Identifying and verifying low frequencies of genomic alterations resulting from off-target editing, gRNA synthesis errors, cross-contamination, or other unintended gRNA activity is critical to preventing unexpected genotoxic effects for the gene editing therapeutic community. However, assembling the necessary components and expertise for genotoxicity characterization studies is expensive and labor intensive. To better enable the gene editing community, we demonstrate a series of tools, workflows, and services that can be leveraged to perform genotoxicity characterization of CRISPR reagents. First, we demonstrate an empirical in vivo tag-based off-target nomination service rooted in our RNaseH2-dependent amplification technology as a method to generate an off-target list for a target gRNA. Then, we demonstrate how outputs of this service can be fed into rhAmpSeq to identify and classify indels and chromosomal re-arrangements at on/off-target loci with increased effectivity compared to existing methods. Finally, we demonstrate a method to sensitively identify gRNA cross-contamination down to sub-0.1% gRNA contamination levels by leveraging unique NHEJ DNA repair fingerprint information of select gRNAs. Using this method, we demonstrate that editing attributable to a characterized gRNA activity can be identified at frequencies far below detection limits of canonically utilized tools, and we further use this method to characterize the ability of IDT’s synthesis platform to prevent cross-contamination reproducibly.
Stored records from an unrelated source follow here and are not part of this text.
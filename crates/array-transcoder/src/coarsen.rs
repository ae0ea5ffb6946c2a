//! Block-average coarsening.
//!
//! Reduces resolution by averaging non-overlapping blocks along each axis.
//! Trailing samples that do not fill a whole block are trimmed, so an axis
//! of length `n` coarsened by `f` ends up with `n / f` samples.

/// Length of an axis of `len` samples after coarsening by `factor`.
#[inline]
pub fn coarsened_len(len: usize, factor: usize) -> usize {
    if factor == 0 {
        len
    } else {
        len / factor
    }
}

/// Average non-overlapping blocks of an N-dimensional array.
///
/// NaN values are skipped; a block with no valid values yields NaN.
/// Sums are accumulated in input (C) order.
///
/// # Arguments
/// * `data` - Input values in C order
/// * `shape` - Input extent per axis
/// * `factors` - Block size per axis (1 leaves the axis untouched)
///
/// # Returns
/// Tuple of (coarsened_data, new_shape)
pub fn block_mean(data: &[f64], shape: &[usize], factors: &[usize]) -> (Vec<f64>, Vec<usize>) {
    debug_assert_eq!(shape.len(), factors.len());
    debug_assert_eq!(data.len(), shape.iter().product::<usize>());

    let factors: Vec<usize> = factors.iter().map(|&f| f.max(1)).collect();
    let out_shape: Vec<usize> = shape
        .iter()
        .zip(&factors)
        .map(|(&n, &f)| coarsened_len(n, f))
        .collect();

    if factors.iter().all(|&f| f == 1) {
        return (data.to_vec(), out_shape);
    }

    let out_len: usize = out_shape.iter().product();
    if out_len == 0 {
        return (vec![], out_shape);
    }

    let mut sums = vec![0.0f64; out_len];
    let mut counts = vec![0u32; out_len];
    let ndim = shape.len();
    let mut index = vec![0usize; ndim];

    for &value in data {
        let mut out_flat = 0usize;
        let mut inside = true;
        for axis in 0..ndim {
            let out_i = index[axis] / factors[axis];
            if out_i >= out_shape[axis] {
                inside = false;
                break;
            }
            out_flat = out_flat * out_shape[axis] + out_i;
        }

        if inside && !value.is_nan() {
            sums[out_flat] += value;
            counts[out_flat] += 1;
        }

        for axis in (0..ndim).rev() {
            index[axis] += 1;
            if index[axis] < shape[axis] {
                break;
            }
            index[axis] = 0;
        }
    }

    let output = sums
        .into_iter()
        .zip(counts)
        .map(|(sum, count)| {
            if count == 0 {
                f64::NAN
            } else {
                sum / count as f64
            }
        })
        .collect();

    (output, out_shape)
}

#[cfg(test)]
mod tests {
    use super::*;

    #[test]
    fn test_one_dimensional_mean() {
        let (out, shape) = block_mean(&[1.0, 2.0, 3.0], &[3], &[3]);
        assert_eq!(shape, vec![1]);
        assert_eq!(out, vec![2.0]);
    }

    #[test]
    fn test_trailing_remainder_trimmed() {
        assert_eq!(coarsened_len(2041, 3), 680);
        assert_eq!(coarsened_len(4320, 3), 1440);

        let data: Vec<f64> = (0..7).map(|v| v as f64).collect();
        let (out, shape) = block_mean(&data, &[7], &[3]);
        assert_eq!(shape, vec![2]);
        assert_eq!(out, vec![1.0, 4.0]);
    }

    #[test]
    fn test_two_dimensional_blocks() {
        // 4x4 grid, 2x2 blocks
        let data: Vec<f64> = (0..16).map(|v| v as f64).collect();
        let (out, shape) = block_mean(&data, &[4, 4], &[2, 2]);
        assert_eq!(shape, vec![2, 2]);
        assert_eq!(out, vec![2.5, 4.5, 10.5, 12.5]);
    }

    #[test]
    fn test_unit_factor_axes_untouched() {
        // (time=2, lat=2, lon=4); only lon is coarsened
        let data: Vec<f64> = (0..16).map(|v| v as f64).collect();
        let (out, shape) = block_mean(&data, &[2, 2, 4], &[1, 1, 2]);
        assert_eq!(shape, vec![2, 2, 2]);
        assert_eq!(out, vec![0.5, 2.5, 4.5, 6.5, 8.5, 10.5, 12.5, 14.5]);
    }

    #[test]
    fn test_nan_handling() {
        let data = [1.0, f64::NAN, 3.0, f64::NAN, f64::NAN, f64::NAN];
        let (out, _) = block_mean(&data, &[6], &[3]);
        assert_eq!(out[0], 2.0);
        assert!(out[1].is_nan());
    }

    #[test]
    fn test_axis_shorter_than_factor() {
        let (out, shape) = block_mean(&[1.0, 2.0], &[2], &[3]);
        assert!(out.is_empty());
        assert_eq!(shape, vec![0]);
    }
}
From this work, we demonstrate the importance of manufacturing processes in mitigating unintended genomic alterations and present new tooling/services to improve genotoxicity characterization in gene therapy workflows.

Learning Objectives:

• Discuss key challenges in CRISPR genotoxicity characterization and their impact on CRISPR-based gene editing therapies

• Explore advanced tools and workflows for detecting off-target effects and genomic alterations.

• Demonstrate methods to identify gRNA cross-contamination in CRISPR workflows.